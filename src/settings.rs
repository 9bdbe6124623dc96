//! Settings export and import
//!
//! A [`SettingsBundle`] is the single JSON document the options page offers
//! for backup and transfer between browsers:
//!
//! ```json
//! {
//!   "domains": { "example.com": { "selectedModelIndex": 1 } },
//!   "prompts": [ { "name": "...", "systemPrompt": "...", "userPrompt": "..." } ],
//!   "options": { "llmConfigs": [ ... ], "language": "English" },
//!   "defaultPromptIndex": 0,
//!   "selectedLLMIndex": 0,
//!   "language": "English"
//! }
//! ```

use crate::config::ProviderConfig;
use crate::core_types::PromptTemplate;
use crate::error::{LlmError, LlmResult};
use crate::logging::log_info;
use crate::store::{self, keys, ConfigStore, DomainSettings};
use serde::{Deserialize, Serialize};
use serde_json::Value;
use std::collections::BTreeMap;

/// Language written on import when the bundle does not name one.
pub const DEFAULT_LANGUAGE: &str = "en";

#[derive(Debug, Clone, Default, PartialEq, Serialize, Deserialize)]
#[serde(rename_all = "camelCase")]
pub struct SettingsOptions {
    #[serde(default, skip_serializing_if = "Option::is_none")]
    pub llm_configs: Option<Vec<ProviderConfig>>,
    #[serde(default, skip_serializing_if = "Option::is_none")]
    pub language: Option<String>,
}

/// Every stored setting in one document
#[derive(Debug, Clone, Default, PartialEq, Serialize, Deserialize)]
#[serde(rename_all = "camelCase")]
pub struct SettingsBundle {
    #[serde(default)]
    pub domains: BTreeMap<String, DomainSettings>,
    #[serde(default, skip_serializing_if = "Option::is_none")]
    pub prompts: Option<Vec<PromptTemplate>>,
    #[serde(default, skip_serializing_if = "Option::is_none")]
    pub options: Option<SettingsOptions>,
    #[serde(default, skip_serializing_if = "Option::is_none")]
    pub default_prompt_index: Option<Value>,
    #[serde(rename = "selectedLLMIndex", default, skip_serializing_if = "Option::is_none")]
    pub selected_llm_index: Option<Value>,
    #[serde(default, skip_serializing_if = "Option::is_none")]
    pub language: Option<String>,
}

impl SettingsBundle {
    /// Snapshot everything currently stored.
    ///
    /// # Errors
    ///
    /// Returns the store's error, or [`LlmError::InvalidConfiguration`] if a
    /// stored value cannot be decoded.
    pub async fn export<S: ConfigStore + ?Sized>(store: &S) -> LlmResult<Self> {
        let language = store::load_language(store).await?;
        let bundle = Self {
            domains: store::list_domain_settings(store).await?,
            prompts: store::get_typed(store, keys::PROMPTS).await?,
            options: Some(SettingsOptions {
                llm_configs: store::load_provider_configs(store).await?,
                language: language.clone(),
            }),
            default_prompt_index: store::get_value(store, keys::DEFAULT_PROMPT_INDEX).await?,
            selected_llm_index: store::get_value(store, keys::SELECTED_LLM_INDEX).await?,
            language,
        };

        log_info!(
            domains = bundle.domains.len(),
            prompts = bundle.prompts.as_ref().map_or(0, Vec::len),
            "Settings exported"
        );

        Ok(bundle)
    }

    /// Parse an exported document.
    ///
    /// # Errors
    ///
    /// Returns [`LlmError::InvalidConfiguration`] if `json` is not a settings
    /// document.
    pub fn from_json(json: &str) -> LlmResult<Self> {
        serde_json::from_str(json)
            .map_err(|e| LlmError::invalid_configuration(format!("invalid settings format: {e}")))
    }

    /// Serialize for download.
    ///
    /// # Errors
    ///
    /// Returns [`LlmError::InvalidConfiguration`] if serialization fails.
    pub fn to_json_pretty(&self) -> LlmResult<String> {
        serde_json::to_string_pretty(self).map_err(|e| {
            LlmError::invalid_configuration(format!("failed to serialize settings: {e}"))
        })
    }

    /// Write the bundle into `store`.
    ///
    /// Every existing `domainSettings.*` entry, decodable or not, is removed
    /// first so the imported set replaces them. Prompts and provider configs are only overwritten when
    /// the bundle carries them. When `options` is present the language
    /// falls back to [`DEFAULT_LANGUAGE`] and the selected provider index to
    /// `0`.
    ///
    /// # Errors
    ///
    /// Returns the store's error.
    pub async fn import<S: ConfigStore + ?Sized>(&self, store: &S) -> LlmResult<()> {
        for key in store.keys().await? {
            if key.starts_with(keys::DOMAIN_SETTINGS_PREFIX) {
                store.remove(&key).await?;
            }
        }
        for (hostname, settings) in &self.domains {
            store::set_domain_settings(store, hostname, settings).await?;
        }

        if let Some(prompts) = &self.prompts {
            store.set(keys::PROMPTS, encode(prompts)?).await?;
        }

        if let Some(options) = &self.options {
            if let Some(configs) = &options.llm_configs {
                store.set(keys::LLM_CONFIGS, encode(configs)?).await?;
                let selected = self.selected_llm_index.clone().unwrap_or(Value::from(0));
                store.set(keys::SELECTED_LLM_INDEX, selected).await?;
            }

            let language = self
                .language
                .clone()
                .or_else(|| options.language.clone())
                .unwrap_or_else(|| DEFAULT_LANGUAGE.to_string());
            store.set(keys::LANGUAGE, Value::String(language)).await?;
        }

        if let Some(index) = &self.default_prompt_index {
            store.set(keys::DEFAULT_PROMPT_INDEX, index.clone()).await?;
        }

        log_info!(
            domains = self.domains.len(),
            prompts = self.prompts.as_ref().map_or(0, Vec::len),
            has_options = self.options.is_some(),
            "Settings imported"
        );

        Ok(())
    }
}

fn encode<T: Serialize>(value: &T) -> LlmResult<Value> {
    serde_json::to_value(value)
        .map_err(|e| LlmError::storage(format!("failed to encode settings: {e}")))
}
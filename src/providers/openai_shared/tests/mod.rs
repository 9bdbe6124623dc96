//! Tests for OpenAI-Shared Utilities
//!
//! Unit tests for the chat-completions client shared by OpenAI and Groq.
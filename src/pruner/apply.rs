//! Prune executor: deepest-first removal of doomed subtrees.
//!
//! Files go before their parent directory, and a directory is only removed
//! once every child beneath it reported success. A failed child therefore
//! blocks every ancestor's removal for the rest of the run; the failure is
//! recorded and sibling subtrees continue. Nothing is retried within a run.

use std::path::PathBuf;
use std::time::{Duration, Instant};

use crate::core::errors::StpError;
use crate::pruner::evaluate::{Evaluation, Node};
use crate::pruner::fs::{EntryKind, Filesystem};

/// A single removal failure record.
#[derive(Debug, Clone)]
pub struct PruneFailure {
    pub path: PathBuf,
    pub error: String,
    pub error_code: String,
    pub recoverable: bool,
}

/// Summary of one prune pass.
#[derive(Debug, Clone, Default)]
pub struct PruneReport {
    pub deleted: Vec<PathBuf>,
    pub failed: Vec<PruneFailure>,
    pub dry_run: bool,
    pub duration: Duration,
}

impl PruneReport {
    #[must_use]
    pub fn is_clean(&self) -> bool {
        self.failed.is_empty()
    }
}

/// Executes deletion verdicts against the filesystem.
pub struct Pruner<F> {
    fs: F,
    dry_run: bool,
}

impl<F: Filesystem> Pruner<F> {
    pub const fn new(fs: F) -> Self {
        Self { fs, dry_run: false }
    }

    /// Plan only: record what would be removed without touching anything.
    #[must_use]
    pub const fn dry_run(mut self, enabled: bool) -> Self {
        self.dry_run = enabled;
        self
    }

    /// Apply the verdicts of an evaluation pass.
    ///
    /// The configured root is never a candidate (its verdict is Keep by
    /// construction); only root-child subtrees marked Delete are visited.
    pub fn apply(&self, evaluation: &Evaluation) -> PruneReport {
        let start = Instant::now();
        let mut report = PruneReport {
            dry_run: self.dry_run,
            ..PruneReport::default()
        };

        for child in &evaluation.root.children {
            if child.is_delete() {
                self.remove_subtree(child, &mut report);
            }
        }

        report.duration = start.elapsed();
        report
    }

    /// Post-order removal. Returns true iff the whole subtree is gone.
    fn remove_subtree(&self, node: &Node, report: &mut PruneReport) -> bool {
        match node.kind {
            EntryKind::File => self.remove_one(node, report, |fs, path| fs.remove_file(path)),
            EntryKind::Directory => {
                let mut children_gone = true;
                for child in &node.children {
                    // No short-circuit: siblings are still attempted so one
                    // stuck file doesn't shadow the rest of the subtree.
                    children_gone &= self.remove_subtree(child, report);
                }
                if !children_gone {
                    // A failed child must block the ancestor; attempting the
                    // rmdir anyway would just add a noise failure.
                    return false;
                }
                self.remove_one(node, report, |fs, path| fs.remove_dir(path))
            }
        }
    }

    fn remove_one(
        &self,
        node: &Node,
        report: &mut PruneReport,
        remove: impl Fn(&F, &std::path::Path) -> crate::core::errors::Result<()>,
    ) -> bool {
        if self.dry_run {
            report.deleted.push(node.path.clone());
            return true;
        }
        match remove(&self.fs, &node.path) {
            Ok(()) => {
                report.deleted.push(node.path.clone());
                true
            }
            Err(error) => {
                report.failed.push(failure_record(&node.path, &error));
                false
            }
        }
    }
}

fn failure_record(path: &std::path::Path, error: &StpError) -> PruneFailure {
    PruneFailure {
        path: path.to_path_buf(),
        error: error.to_string(),
        error_code: error.code().to_string(),
        recoverable: error.is_retryable(),
    }
}
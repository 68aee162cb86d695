//! The pruning core: threshold gate, filesystem interface, tree evaluation,
//! and verdict execution.

pub mod apply;
pub mod evaluate;
pub mod fs;
pub mod gate;
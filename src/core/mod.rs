//! Core types: errors, configuration.

pub mod config;
pub mod errors;
#![forbid(unsafe_code)]

//! stp — Subtree Pruner CLI entry point.

use clap::Parser;

mod cli_app;

fn main() {
    let args = cli_app::Cli::parse();
    if let Err(e) = cli_app::run(&args) {
        eprintln!("stp: {e}");
        std::process::exit(e.exit_code());
    }
}
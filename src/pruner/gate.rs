//! Threshold gate: the pure expiration predicate.

use std::time::{Duration, SystemTime};

/// Whether `timestamp` is strictly older than `max_age` relative to `now`.
///
/// The boundary is exclusive: an entry aged exactly `max_age` is NOT expired.
/// Timestamps at or after `now` (clock skew, files touched mid-run) are never
/// expired.
#[must_use]
pub fn is_expired(timestamp: SystemTime, now: SystemTime, max_age: Duration) -> bool {
    now.duration_since(timestamp)
        .is_ok_and(|age| age > max_age)
}

/// Whether an entry with the given timestamps is expired as a whole.
///
/// Both mtime and atime must individually pass the gate; either one being
/// recent keeps the entry alive.
#[must_use]
pub fn entry_expired(
    mtime: SystemTime,
    atime: SystemTime,
    now: SystemTime,
    max_age: Duration,
) -> bool {
    is_expired(mtime, now, max_age) && is_expired(atime, now, max_age)
}
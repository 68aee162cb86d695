//! JSONL activity log: append-only line-delimited JSON.
//!
//! Each line is a self-contained JSON object. Lines are assembled in memory
//! and written with a single `write_all` so a concurrently tailing process
//! never sees a partial line.
//!
//! Fallback chain: primary file path, then stderr with an `[STP]` prefix,
//! then silent discard — a prune run must never fail because of logging.

#![allow(missing_docs)]

use std::fs::{self, OpenOptions};
use std::io::Write;
use std::path::{Path, PathBuf};

use serde::{Deserialize, Serialize};

/// Severity level for log events.
#[derive(Debug, Clone, Copy, PartialEq, Eq, Serialize, Deserialize)]
#[serde(rename_all = "lowercase")]
pub enum Severity {
    Info,
    Warning,
}

/// Activity event types for a prune run.
#[derive(Debug, Clone, PartialEq, Eq, Serialize, Deserialize)]
#[serde(rename_all = "snake_case", tag = "event")]
pub enum ActivityEvent {
    RunStarted {
        root: String,
        max_age_secs: u64,
        dry_run: bool,
    },
    EntryDeleted {
        path: String,
        kind: String,
    },
    DeletionFailed {
        path: String,
        error_code: String,
        error_message: String,
    },
    EvaluationError {
        path: String,
        error_code: String,
        error_message: String,
    },
    RunCompleted {
        deleted: usize,
        failed: usize,
        duration_ms: u64,
    },
}

impl ActivityEvent {
    const fn severity(&self) -> Severity {
        match self {
            Self::RunStarted { .. } | Self::EntryDeleted { .. } | Self::RunCompleted { .. } => {
                Severity::Info
            }
            Self::DeletionFailed { .. } | Self::EvaluationError { .. } => Severity::Warning,
        }
    }
}

/// A single JSONL line: timestamp, severity, and the event payload.
#[derive(Debug, Clone, Serialize, Deserialize)]
pub struct LogEntry {
    /// ISO 8601 UTC timestamp.
    pub ts: String,
    pub severity: Severity,
    #[serde(flatten)]
    pub event: ActivityEvent,
}

/// Append-only activity logger with graceful degradation.
#[derive(Debug, Clone)]
pub struct ActivityLogger {
    path: PathBuf,
}

impl ActivityLogger {
    pub fn new(path: impl Into<PathBuf>) -> Self {
        Self { path: path.into() }
    }

    #[must_use]
    pub fn path(&self) -> &Path {
        &self.path
    }

    /// Record one event. Infallible by design: failures fall back to stderr
    /// and finally to discard.
    pub fn log(&self, event: ActivityEvent) {
        let entry = LogEntry {
            ts: chrono::Utc::now().to_rfc3339(),
            severity: event.severity(),
            event,
        };
        let Ok(mut line) = serde_json::to_string(&entry) else {
            return;
        };
        line.push('\n');

        if self.append_line(&line).is_ok() {
            return;
        }
        let _ = std::io::stderr().write_all(format!("[STP] {line}").as_bytes());
    }

    fn append_line(&self, line: &str) -> std::io::Result<()> {
        if let Some(parent) = self.path.parent() {
            fs::create_dir_all(parent)?;
        }
        let mut file = OpenOptions::new()
            .create(true)
            .append(true)
            .open(&self.path)?;
        file.write_all(line.as_bytes())
    }
}
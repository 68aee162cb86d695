#![forbid(unsafe_code)]

//! Subtree Pruner (stp) — prunes stale entries from a temp directory tree.
//!
//! Files and directories are deleted only once an entire subtree has aged
//! out; files directly inside the configured root are the one exception and
//! expire individually. Evaluation is fail-safe: any entry that cannot be
//! probed pins its whole ancestor chain to "keep".
//!
//! # Library usage
//!
//! Use the [`prelude`] for convenient access to the most common types:
//!
//! ```rust,no_run
//! use subtree_pruner::prelude::*;
//! ```
//!
//! Individual modules can also be imported directly:
//!
//! ```rust,no_run
//! use subtree_pruner::pruner::evaluate::TreeEvaluator;
//! use subtree_pruner::pruner::fs::RealFs;
//! ```

pub mod prelude;

pub mod core;
pub mod logger;
pub mod pruner;
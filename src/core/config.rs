//! Configuration system: TOML file + env var overrides + smart defaults.

#![allow(missing_docs)]

use std::env;
use std::fs;
use std::path::{Path, PathBuf};
use std::time::Duration;

use serde::{Deserialize, Serialize};

use crate::core::errors::{Result, StpError};

/// Full pruner configuration model.
#[derive(Debug, Clone, Serialize, Deserialize, PartialEq, Eq)]
#[serde(default)]
#[derive(Default)]
pub struct Config {
    pub prune: PruneConfig,
    pub paths: PathsConfig,
}

/// Prune behavior knobs.
#[derive(Debug, Clone, Serialize, Deserialize, PartialEq, Eq)]
#[serde(default)]
pub struct PruneConfig {
    /// Root directory whose entries are pruned. The root itself is never removed.
    pub root: PathBuf,
    /// Age threshold as a human duration string (e.g. "3weeks", "2months", "45d").
    pub max_age: String,
    /// Worker threads for subtree evaluation. 0 means one per root child.
    pub parallelism: usize,
    /// Evaluate and report without removing anything.
    pub dry_run: bool,
}

impl Default for PruneConfig {
    fn default() -> Self {
        Self {
            root: default_root(),
            max_age: "3weeks".to_string(),
            parallelism: 0,
            dry_run: false,
        }
    }
}

/// Filesystem locations used by the tool itself.
#[derive(Debug, Clone, Serialize, Deserialize, PartialEq, Eq)]
#[serde(default)]
pub struct PathsConfig {
    pub config_file: PathBuf,
    pub activity_log: PathBuf,
}

impl Default for PathsConfig {
    fn default() -> Self {
        let home = home_dir();
        Self {
            config_file: home.join(".config").join("stp").join("config.toml"),
            activity_log: home
                .join(".local")
                .join("share")
                .join("stp")
                .join("activity.jsonl"),
        }
    }
}

fn home_dir() -> PathBuf {
    env::var_os("HOME").map_or_else(|| PathBuf::from("/tmp"), PathBuf::from)
}

fn default_root() -> PathBuf {
    home_dir().join("tmp")
}

impl Config {
    /// Default configuration path.
    #[must_use]
    pub fn default_path() -> PathBuf {
        PathsConfig::default().config_file
    }

    /// Load config from default or explicit path, then apply env overrides.
    ///
    /// Missing config file is not an error when loading from the default path;
    /// defaults are used.
    pub fn load(path: Option<&Path>) -> Result<Self> {
        let path_buf = path.map_or_else(Self::default_path, Path::to_path_buf);
        let is_explicit_path = path.is_some();

        let mut cfg = if path_buf.exists() {
            let raw = fs::read_to_string(&path_buf).map_err(|source| StpError::Io {
                path: path_buf.clone(),
                source,
            })?;
            let parsed: Self = toml::from_str(&raw)?;
            parsed
        } else if is_explicit_path {
            return Err(StpError::MissingConfig { path: path_buf });
        } else {
            Self::default()
        };

        cfg.paths.config_file = path_buf;
        cfg.apply_env_overrides();
        cfg.validate()?;
        Ok(cfg)
    }

    /// The effective age threshold as a concrete duration.
    pub fn max_age(&self) -> Result<Duration> {
        parse_age(&self.prune.max_age)
    }

    fn apply_env_overrides(&mut self) {
        if let Some(raw) = env_nonempty("STP_ROOT") {
            self.prune.root = PathBuf::from(raw);
        }
        if let Some(raw) = env_nonempty("STP_MAX_AGE") {
            self.prune.max_age = raw;
        }
        if let Some(raw) = env_nonempty("STP_PARALLELISM")
            && let Ok(n) = raw.trim().parse()
        {
            self.prune.parallelism = n;
        }
        if let Some(raw) = env_nonempty("STP_DRY_RUN") {
            self.prune.dry_run = matches!(raw.trim(), "1" | "true" | "yes");
        }
    }

    fn validate(&self) -> Result<()> {
        if self.prune.root.as_os_str().is_empty() {
            return Err(StpError::InvalidConfig {
                details: "prune.root must not be empty".to_string(),
            });
        }
        // Fail early on an unparseable age rather than at evaluation time.
        parse_age(&self.prune.max_age)?;
        Ok(())
    }
}

fn env_nonempty(name: &str) -> Option<String> {
    env::var(name).ok().filter(|raw| !raw.trim().is_empty())
}

/// Parse a human age string (`"3weeks"`, `"2 months"`, `"45d"`, `"12h"`)
/// into a concrete duration.
///
/// A bare number defaults to days. Months are 30 days, years 365.
pub fn parse_age(s: &str) -> Result<Duration> {
    let s = s.trim();
    if s.is_empty() {
        return Err(StpError::InvalidConfig {
            details: "empty age string".to_string(),
        });
    }
    let (digits, suffix) = s.split_at(s.find(|c: char| !c.is_ascii_digit()).unwrap_or(s.len()));
    let n: u64 = digits.parse().map_err(|_| StpError::InvalidConfig {
        details: format!("invalid age value: {s}"),
    })?;
    let multiplier = match suffix.trim() {
        "s" | "sec" | "second" | "seconds" => 1,
        "m" | "min" | "minute" | "minutes" => 60,
        "h" | "hr" | "hour" | "hours" => 3600,
        "" | "d" | "day" | "days" => 86_400,
        "w" | "week" | "weeks" => 7 * 86_400,
        "month" | "months" => 30 * 86_400,
        "y" | "year" | "years" => 365 * 86_400,
        other => {
            return Err(StpError::InvalidConfig {
                details: format!("unknown age suffix: {other}"),
            });
        }
    };
    let secs = n.checked_mul(multiplier).ok_or_else(|| StpError::InvalidConfig {
        details: format!("age out of range: {s}"),
    })?;
    Ok(Duration::from_secs(secs))
}
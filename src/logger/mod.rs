//! Append-only JSONL activity logging with graceful degradation.

pub mod jsonl;
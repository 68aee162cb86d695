//! Narrow filesystem interface consumed by the evaluator and pruner.
//!
//! The core never touches `std::fs` directly: it sees the tree through four
//! primitives (stat, list, remove_file, remove_dir), which keeps the decision
//! algorithm testable against injected failures.

use std::fs;
use std::io::ErrorKind;
use std::path::{Path, PathBuf};
use std::time::SystemTime;

use crate::core::errors::{Result, StpError};

/// Kind of a filesystem entry as the pruner sees it.
///
/// Symlinks are reported as `File` leaves carrying the link's own metadata;
/// targets are never followed.
#[derive(Debug, Clone, Copy, PartialEq, Eq)]
pub enum EntryKind {
    File,
    Directory,
}

/// Metadata returned by the probe: entry kind plus the two age timestamps.
#[derive(Debug, Clone, Copy)]
pub struct EntryStat {
    pub kind: EntryKind,
    pub mtime: SystemTime,
    pub atime: SystemTime,
}

/// The four primitives the core consumes.
pub trait Filesystem {
    /// Probe one entry's kind and timestamps.
    fn stat(&self, path: &Path) -> Result<EntryStat>;
    /// List a directory's immediate children.
    fn list(&self, path: &Path) -> Result<Vec<PathBuf>>;
    /// Remove a single file (or symlink).
    fn remove_file(&self, path: &Path) -> Result<()>;
    /// Remove a single, empty directory. Non-recursive on purpose: the pruner
    /// deletes children first, so a non-empty failure here is a race signal.
    fn remove_dir(&self, path: &Path) -> Result<()>;
}

/// Production implementation over `std::fs`.
#[derive(Debug, Clone, Copy, Default)]
pub struct RealFs;

impl Filesystem for RealFs {
    fn stat(&self, path: &Path) -> Result<EntryStat> {
        // symlink_metadata: links are classified by their own inode, never
        // by the target.
        let meta = fs::symlink_metadata(path).map_err(|source| StpError::Probe {
            path: path.to_path_buf(),
            source,
        })?;
        let kind = if meta.is_dir() {
            EntryKind::Directory
        } else {
            EntryKind::File
        };
        let mtime = meta.modified().map_err(|source| StpError::Probe {
            path: path.to_path_buf(),
            source,
        })?;
        // Platforms without atime (or noatime mounts reporting epoch) still
        // return a value; accessed() only errors where the platform has no
        // concept of it at all.
        let atime = meta.accessed().unwrap_or(mtime);
        Ok(EntryStat { kind, mtime, atime })
    }

    fn list(&self, path: &Path) -> Result<Vec<PathBuf>> {
        let entries = fs::read_dir(path).map_err(|source| StpError::List {
            path: path.to_path_buf(),
            source,
        })?;
        let mut children = Vec::new();
        for entry in entries {
            let entry = entry.map_err(|source| StpError::List {
                path: path.to_path_buf(),
                source,
            })?;
            children.push(entry.path());
        }
        // Listing order is filesystem-dependent; sort for deterministic
        // verdict traversal and reporting.
        children.sort();
        Ok(children)
    }

    fn remove_file(&self, path: &Path) -> Result<()> {
        match fs::remove_file(path) {
            Ok(()) => Ok(()),
            // Vanished between evaluation and pruning: the goal state holds.
            Err(err) if err.kind() == ErrorKind::NotFound => Ok(()),
            Err(source) => Err(StpError::Removal {
                path: path.to_path_buf(),
                source,
            }),
        }
    }

    fn remove_dir(&self, path: &Path) -> Result<()> {
        match fs::remove_dir(path) {
            Ok(()) => Ok(()),
            Err(err) if err.kind() == ErrorKind::NotFound => Ok(()),
            Err(err) if err.kind() == ErrorKind::DirectoryNotEmpty => Err(StpError::RaceNotEmpty {
                path: path.to_path_buf(),
            }),
            Err(source) => Err(StpError::Removal {
                path: path.to_path_buf(),
                source,
            }),
        }
    }
}
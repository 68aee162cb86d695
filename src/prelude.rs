//! Convenience re-exports for library consumers.
//!
//! ```rust,no_run
//! use subtree_pruner::prelude::*;
//! ```

// Core
pub use crate::core::config::{Config, parse_age};
pub use crate::core::errors::{Result, StpError};

// Pruner
pub use crate::pruner::apply::{PruneFailure, PruneReport, Pruner};
pub use crate::pruner::evaluate::{Evaluation, Node, TreeEvaluator, Verdict};
pub use crate::pruner::fs::{EntryKind, EntryStat, Filesystem, RealFs};
pub use crate::pruner::gate::{entry_expired, is_expired};

// Logger
pub use crate::logger::jsonl::{ActivityEvent, ActivityLogger};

§ **Work item**:
Wherever the string "without" is found in the listing above, copy the line that contains it.

§ **Written response**:
    /// Plan only: record what would be removed without touching anything.
    /// Evaluate and report without removing anything.
        // Platforms without atime (or noatime mounts reporting epoch) still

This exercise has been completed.